--- Problem description ---
Output the data below exactly, down to the last character.

Extracted material Block Start

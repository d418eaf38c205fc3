use chrono::NaiveDateTime;
use rust_decimal::Decimal;
use serde::{Deserialize, Serialize};

#[derive(Debug, Clone, Copy, PartialEq, Eq, Hash, Serialize, Deserialize)]
#[serde(rename_all = "snake_case")]
pub enum CashMovementKind {
    Deposit,
    Withdrawal,
    /// Internal transfer or money-market sweep.
    Transfer,
    /// Any other cash posting (dividends, interest, corrections).
    Other,
}

#[derive(Debug, Clone, Copy, PartialEq, Eq, Hash, Serialize, Deserialize)]
#[serde(rename_all = "snake_case")]
pub enum ChargeKind {
    Fee,
    Tax,
}

/// A buy or sell attributed to one product.
#[derive(Debug, Clone, PartialEq, Eq, Serialize, Deserialize)]
pub struct Trade {
    pub product: String,
    /// Signed share count; negative for sells.
    pub share_delta: Decimal,
    /// Price per share in the quoted currency. Only used for per-trade reporting.
    #[serde(default, skip_serializing_if = "Option::is_none")]
    pub price_per_share: Option<Decimal>,
    /// Currency code following the `@ <price>` token, when stated.
    #[serde(default, skip_serializing_if = "Option::is_none")]
    pub price_currency: Option<String>,
    #[serde(default, skip_serializing_if = "Option::is_none")]
    pub order_id: Option<String>,
}

impl Trade {
    pub fn is_sell(&self) -> bool {
        self.share_delta.is_sign_negative() && !self.share_delta.is_zero()
    }
}

/// Typed interpretation of one ledger record.
#[derive(Debug, Clone, PartialEq, Eq, Serialize, Deserialize)]
#[serde(tag = "type", rename_all = "snake_case")]
pub enum Transaction {
    Trade(Trade),
    CashMovement {
        kind: CashMovementKind,
        amount: Decimal,
    },
    FeeOrTax {
        kind: ChargeKind,
        amount: Decimal,
    },
    CurrencyConversion {
        from_currency: String,
        to_currency: String,
        amount: Decimal,
        #[serde(default, skip_serializing_if = "Option::is_none")]
        counterpart_order_id: Option<String>,
    },
    /// Zero-amount or unparsable noise.
    Ignored,
}

impl Transaction {
    pub fn as_trade(&self) -> Option<&Trade> {
        match self {
            Transaction::Trade(trade) => Some(trade),
            _ => None,
        }
    }

    pub fn is_deposit(&self) -> bool {
        matches!(
            self,
            Transaction::CashMovement {
                kind: CashMovementKind::Deposit,
                ..
            }
        )
    }
}

/// A classified transaction together with its source record.
#[derive(Debug, Clone, PartialEq, Eq, Serialize, Deserialize)]
pub struct LedgerEntry {
    /// Index into the ledger's records (file order).
    pub record: usize,
    /// Source line, kept for ordering ties and reporting.
    pub line: usize,
    pub timestamp: NaiveDateTime,
    pub transaction: Transaction,
}
use std::path::Path;

use crate::config::ResolvedConfig;

pub fn config_output(config_path: &Path, config: &ResolvedConfig) -> serde_json::Value {
    serde_json::json!({
        "config_file": config_path.display().to_string(),
        "ledger_path": config.ledger_path.display().to_string(),
        "tickers_path": config.tickers_path.display().to_string(),
        "output_dir": config.output_dir.display().to_string(),
        "home_currency": config.home_currency,
        "foreign_currency": config.foreign_currency,
        "default_fx_rate": config.default_fx_rate.to_string(),
        "timeline": {
            "hours": config.timeline.hours,
            "start": config.timeline.start.map(|d| d.to_string()),
            "end": config.timeline.end.map(|d| d.to_string()),
        },
        "market_data": {
            "base_url": config.market_data.base_url,
            "concurrency": config.market_data.concurrency,
        }
    })
}

#[cfg(test)]
mod tests {
    use super::*;
    use anyhow::Result;
    use tempfile::TempDir;

    #[test]
    fn reports_resolved_paths_and_currencies() -> Result<()> {
        let dir = TempDir::new()?;
        let config_path = dir.path().join("replaybook.toml");
        let config = ResolvedConfig::load_or_default(&config_path)?;

        let output = config_output(&config_path, &config);

        assert_eq!(output["home_currency"], "EUR");
        assert_eq!(output["default_fx_rate"], "0.97");
        assert_eq!(output["timeline"]["hours"][0], 9);
        assert!(output["ledger_path"]
            .as_str()
            .is_some_and(|p| p.ends_with("Account.csv")));
        Ok(())
    }
}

Extracted material Block End

--- Solution to this exercise ---
repository d418eaf38c205fc3
use chrono::NaiveDateTime;
use rust_decimal::Decimal;
use serde::{Deserialize, Serialize};

#[derive(Debug, Clone, Copy, PartialEq, Eq, Hash, Serialize, Deserialize)]
#[serde(rename_all = "snake_case")]
pub enum CashMovementKind {
    Deposit,
    Withdrawal,
    /// Internal transfer or money-market sweep.
    Transfer,
    /// Any other cash posting (dividends, interest, corrections).
    Other,
}

#[derive(Debug, Clone, Copy, PartialEq, Eq, Hash, Serialize, Deserialize)]
#[serde(rename_all = "snake_case")]
pub enum ChargeKind {
    Fee,
    Tax,
}

/// A buy or sell attributed to one product.
#[derive(Debug, Clone, PartialEq, Eq, Serialize, Deserialize)]
pub struct Trade {
    pub product: String,
    /// Signed share count; negative for sells.
    pub share_delta: Decimal,
    /// Price per share in the quoted currency. Only used for per-trade reporting.
    #[serde(default, skip_serializing_if = "Option::is_none")]
    pub price_per_share: Option<Decimal>,
    /// Currency code following the `@ <price>` token, when stated.
    #[serde(default, skip_serializing_if = "Option::is_none")]
    pub price_currency: Option<String>,
    #[serde(default, skip_serializing_if = "Option::is_none")]
    pub order_id: Option<String>,
}

impl Trade {
    pub fn is_sell(&self) -> bool {
        self.share_delta.is_sign_negative() && !self.share_delta.is_zero()
    }
}

/// Typed interpretation of one ledger record.
#[derive(Debug, Clone, PartialEq, Eq, Serialize, Deserialize)]
#[serde(tag = "type", rename_all = "snake_case")]
pub enum Transaction {
    Trade(Trade),
    CashMovement {
        kind: CashMovementKind,
        amount: Decimal,
    },
    FeeOrTax {
        kind: ChargeKind,
        amount: Decimal,
    },
    CurrencyConversion {
        from_currency: String,
        to_currency: String,
        amount: Decimal,
        #[serde(default, skip_serializing_if = "Option::is_none")]
        counterpart_order_id: Option<String>,
    },
    /// Zero-amount or unparsable noise.
    Ignored,
}

impl Transaction {
    pub fn as_trade(&self) -> Option<&Trade> {
        match self {
            Transaction::Trade(trade) => Some(trade),
            _ => None,
        }
    }

    pub fn is_deposit(&self) -> bool {
        matches!(
            self,
            Transaction::CashMovement {
                kind: CashMovementKind::Deposit,
                ..
            }
        )
    }
}

/// A classified transaction together with its source record.
#[derive(Debug, Clone, PartialEq, Eq, Serialize, Deserialize)]
pub struct LedgerEntry {
    /// Index into the ledger's records (file order).
    pub record: usize,
    /// Source line, kept for ordering ties and reporting.
    pub line: usize,
    pub timestamp: NaiveDateTime,
    pub transaction: Transaction,
}
use std::path::Path;

use crate::config::ResolvedConfig;

pub fn config_output(config_path: &Path, config: &ResolvedConfig) -> serde_json::Value {
    serde_json::json!({
        "config_file": config_path.display().to_string(),
        "ledger_path": config.ledger_path.display().to_string(),
        "tickers_path": config.tickers_path.display().to_string(),
        "output_dir": config.output_dir.display().to_string(),
        "home_currency": config.home_currency,
        "foreign_currency": config.foreign_currency,
        "default_fx_rate": config.default_fx_rate.to_string(),
        "timeline": {
            "hours": config.timeline.hours,
            "start": config.timeline.start.map(|d| d.to_string()),
            "end": config.timeline.end.map(|d| d.to_string()),
        },
        "market_data": {
            "base_url": config.market_data.base_url,
            "concurrency": config.market_data.concurrency,
        }
    })
}

#[cfg(test)]
mod tests {
    use super::*;
    use anyhow::Result;
    use tempfile::TempDir;

    #[test]
    fn reports_resolved_paths_and_currencies() -> Result<()> {
        let dir = TempDir::new()?;
        let config_path = dir.path().join("replaybook.toml");
        let config = ResolvedConfig::load_or_default(&config_path)?;

        let output = config_output(&config_path, &config);

        assert_eq!(output["home_currency"], "EUR");
        assert_eq!(output["default_fx_rate"], "0.97");
        assert_eq!(output["timeline"]["hours"][0], 9);
        assert!(output["ledger_path"]
            .as_str()
            .is_some_and(|p| p.ends_with("Account.csv")));
        Ok(())
    }
}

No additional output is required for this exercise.